*** Opening EXTRACTED MATERIAL ***

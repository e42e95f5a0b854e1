/*!
# Data types module
Shared data types passed between the parsers, the rules, and the writers.
*/
/// End-of-run counters and the final verdict
pub mod aggregate_result;
/// A single problem found in the input, with its severity
pub mod finding;
/// GT parsing and per-record allele tallies
pub mod genotype;
/// INFO/FORMAT declarations and sample names from the header
pub mod header_schema;
/// Zero-copy column view of a data line
pub mod record_fields;
/// Normalized variant identity used for duplicate detection
pub mod variant_key;
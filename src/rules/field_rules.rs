/*!
# Field rules
The per-record rule engine.
Each data line is checked by a fixed sequence of rules (columns, CHROM, POS, ID, REF/ALT, QUAL, FILTER, INFO, FORMAT/genotypes, ALT-observed).
The rules are independent of each other: a failure in one rule does not suppress later rules, with the single exception of a line that is too short to split into the fixed columns.
*/

use rustc_hash::FxHashSet;

use crate::data_types::finding::Finding;
use crate::data_types::genotype::{Genotype, GenotypeTally};
use crate::data_types::header_schema::{FieldDefinition, HeaderSchema, ValueType, DEFAULT_PLOIDY, FIXED_COLUMNS};
use crate::data_types::record_fields::RecordFields;
use crate::parsing::dbsnp_lookup::IdLookup;
use crate::parsing::reference_lookup::ReferenceLookup;
use crate::rules::strictness::StrictnessPolicy;

/// Everything the rules learned about one data line
#[derive(Debug, Default)]
pub struct RecordReport<'l> {
    /// Findings in rule order
    pub findings: Vec<Finding>,
    /// The split columns; None if the line had fewer than the fixed columns
    pub fields: Option<RecordFields<'l>>,
    /// The parsed POS, if it was a valid positive integer
    pub position: Option<u64>,
    /// Allele counts over the sample genotypes, if the record has a GT key
    pub tally: Option<GenotypeTally>
}

impl RecordReport<'_> {
    /// The (CHROM, POS) sort key; only available when both columns were accepted
    pub fn sort_key(&self) -> Option<(&str, u64)> {
        let fields = self.fields.as_ref()?;
        let position = self.position?;
        if fields.chrom().is_empty() {
            None
        } else {
            Some((fields.chrom(), position))
        }
    }
}

/// Problems a value list can have relative to its declaration
#[derive(Debug, Eq, PartialEq)]
pub enum ValueProblem<'v> {
    /// Wrong number of comma-separated values
    Count { expected: usize, found: usize },
    /// A value that does not parse as the declared type
    Type { value: &'v str, value_type: ValueType }
}

use crate::data_types::header_schema::{FIXED_COLUMNS, FORMAT_COLUMN};

/// Zero-copy view of the tab-separated columns of one data line.
/// Only constructed for lines that have at least the 8 fixed columns.
#[derive(Clone, Debug, Eq, PartialEq)]
pub struct RecordFields<'a> {
    /// Every column, in order
    columns: Vec<&'a str>
}

impl<'a> RecordFields<'a> {
    /// Splits a data line on tabs, returning the column count as the error if there are fewer than 8 columns.
    /// # Arguments
    /// * `line` - the data line with the line terminator already stripped
    pub fn split(line: &'a str) -> Result<Self, usize> {
        let columns: Vec<&str> = line.split('\t').collect();
        if columns.len() < FIXED_COLUMNS.len() {
            Err(columns.len())
        } else {
            Ok(Self { columns })
        }
    }

    pub fn chrom(&self) -> &'a str {
        self.columns[0]
    }

    pub fn pos(&self) -> &'a str {
        self.columns[1]
    }

    pub fn id(&self) -> &'a str {
        self.columns[2]
    }

    pub fn reference(&self) -> &'a str {
        self.columns[3]
    }

    pub fn alternate(&self) -> &'a str {
        self.columns[4]
    }

    pub fn qual(&self) -> &'a str {
        self.columns[5]
    }

    pub fn filter(&self) -> &'a str {
        self.columns[6]
    }

    pub fn info(&self) -> &'a str {
        self.columns[7]
    }

    /// The FORMAT column, if this line has one
    pub fn format(&self) -> Option<&'a str> {
        self.columns.get(FORMAT_COLUMN).copied()
    }

    /// The sample columns after FORMAT; empty if there are none
    pub fn samples(&self) -> &[&'a str] {
        if self.columns.len() > FORMAT_COLUMN + 1 {
            &self.columns[(FORMAT_COLUMN + 1)..]
        } else {
            &[]
        }
    }

    /// The ALT alleles; the missing ALT `.` yields no alleles
    pub fn alt_alleles(&self) -> Vec<&'a str> {
        match self.alternate() {
            "." => vec![],
            alts => alts.split(',').collect()
        }
    }

    /// The INFO entries as (key, value) pairs; `.` yields no entries and a bare key (flag) has no value
    pub fn info_entries(&self) -> Vec<(&'a str, Option<&'a str>)> {
        match self.info() {
            "." => vec![],
            info => info.split(';')
                .map(|entry| match entry.split_once('=') {
                    Some((key, value)) => (key, Some(value)),
                    None => (entry, None)
                })
                .collect()
        }
    }

    pub fn column_count(&self) -> usize {
        self.columns.len()
    }
}
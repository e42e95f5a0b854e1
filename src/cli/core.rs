
use anyhow::bail;
use clap::{Parser, Subcommand};
use chrono::Datelike;
use lazy_static::lazy_static;
use std::path::Path;

use crate::cli::validate::ValidateSettings;

lazy_static! {
    /// Stores the full version string we plan to use, which is generated in build.rs
    /// # Examples
    /// * `0.11.0-6bb9635-dirty` - while on a dirty branch
    /// * `0.11.0-6bb9635` - with a fresh commit
    pub static ref FULL_VERSION: String = format!("{}-{}", env!("CARGO_PKG_VERSION"), env!("VERGEN_GIT_DESCRIBE"));

    /// Shared after help string containing the legalese.
    pub static ref AFTER_HELP: String = format!("Copyright (C) 2024-{}     The Anteater developers.
This program comes with ABSOLUTELY NO WARRANTY; findings are advisory
and a valid result does not guarantee downstream tools will accept the file.", chrono::Utc::now().year());
}

#[derive(Parser)]
#[clap(author, 
    version = &**FULL_VERSION, 
    about, 
    after_help = &**AFTER_HELP)]
#[command(propagate_version = true)]
pub struct Cli {
    #[command(subcommand)]
    pub command: Commands
}

/// Anteater, a tool for sniffing out malformed records in VCF files.
/// Select a subcommand to see more usage information:
#[derive(Subcommand)]
pub enum Commands {
    /// Checks a VCF stream line by line and reports every problem found
    Validate(Box<ValidateSettings>)
}

/// Parses the process arguments
pub fn get_cli() -> Cli {
    Cli::parse()
}

/// Checks if an optional file exists, erroring out if it was given and is missing
/// # Arguments
/// * `opt_filename` - the file path to check for, if any
/// * `label` - the label to use for error messages
pub fn check_optional_filename(opt_filename: Option<&Path>, label: &str) -> anyhow::Result<()> {
    if let Some(filename) = opt_filename {
        if !filename.exists() {
            bail!("{} does not exist: \"{}\"", label, filename.display());
        }
    }

    // file either was not specified OR it exists
    Ok(())
}

#[cfg(test)]
mod tests {
    use super::*;
    use crate::rules::sort_order::ChromOrder;

    #[test]
    fn test_parse_validate() {
        let cli = Cli::try_parse_from([
            "anteater", "validate", "--strict", "-d", "--bloom-size-mb", "4",
            "--chrom-order", "natural", "--no-passthrough", "-vv", "input.vcf.gz"
        ]).unwrap();
        let Commands::Validate(settings) = cli.command;
        assert_eq!(settings.input_filename.as_deref(), Some(Path::new("input.vcf.gz")));
        assert!(settings.strict);
        assert!(settings.report_duplicates);
        assert!(settings.no_passthrough);
        assert_eq!(settings.bloom_size_mb, 4);
        assert_eq!(settings.chrom_order, ChromOrder::Natural);
        assert_eq!(settings.verbosity, 2);
    }

    #[test]
    fn test_parse_defaults() {
        let cli = Cli::try_parse_from(["anteater", "validate"]).unwrap();
        let Commands::Validate(settings) = cli.command;
        assert!(settings.input_filename.is_none());
        assert_eq!(settings.bloom_size_mb, 128);
        assert_eq!(settings.chrom_order, ChromOrder::Lexicographic);
        assert!(Cli::try_parse_from(["anteater", "validate", "--chrom-order", "random"]).is_err());
    }

    #[test]
    fn test_optional_filename() {
        assert!(check_optional_filename(None, "Reference FASTA").is_ok());
        assert!(check_optional_filename(Some(Path::new(env!("CARGO_MANIFEST_DIR"))), "Folder").is_ok());
        assert!(check_optional_filename(Some(Path::new("/missing/ref.fa")), "Reference FASTA").is_err());
    }
}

*** Closing EXTRACTED MATERIAL ***

## [WHAT YOU WILL DO]
Exactly as written, please reproduce the lines from the first line of the data to the line containing "than the fixed columns", inclusive, and nothing else.

## [SOLUTION]
repository e42e95f5a0b854e1
/*!
# Data types module
Shared data types passed between the parsers, the rules, and the writers.
*/
/// End-of-run counters and the final verdict
pub mod aggregate_result;
/// A single problem found in the input, with its severity
pub mod finding;
/// GT parsing and per-record allele tallies
pub mod genotype;
/// INFO/FORMAT declarations and sample names from the header
pub mod header_schema;
/// Zero-copy column view of a data line
pub mod record_fields;
/// Normalized variant identity used for duplicate detection
pub mod variant_key;
filename src/rules/field_rules.rs
/*!
# Field rules
The per-record rule engine.
Each data line is checked by a fixed sequence of rules (columns, CHROM, POS, ID, REF/ALT, QUAL, FILTER, INFO, FORMAT/genotypes, ALT-observed).
The rules are independent of each other: a failure in one rule does not suppress later rules, with the single exception of a line that is too short to split into the fixed columns.
*/

use rustc_hash::FxHashSet;

use crate::data_types::finding::Finding;
use crate::data_types::genotype::{Genotype, GenotypeTally};
use crate::data_types::header_schema::{FieldDefinition, HeaderSchema, ValueType, DEFAULT_PLOIDY, FIXED_COLUMNS};
use crate::data_types::record_fields::RecordFields;
use crate::parsing::dbsnp_lookup::IdLookup;
use crate::parsing::reference_lookup::ReferenceLookup;
use crate::rules::strictness::StrictnessPolicy;

/// Everything the rules learned about one data line
#[derive(Debug, Default)]
pub struct RecordReport<'l> {
    /// Findings in rule order
    pub findings: Vec<Finding>,
    /// The split columns; None if the line had fewer than the fixed columns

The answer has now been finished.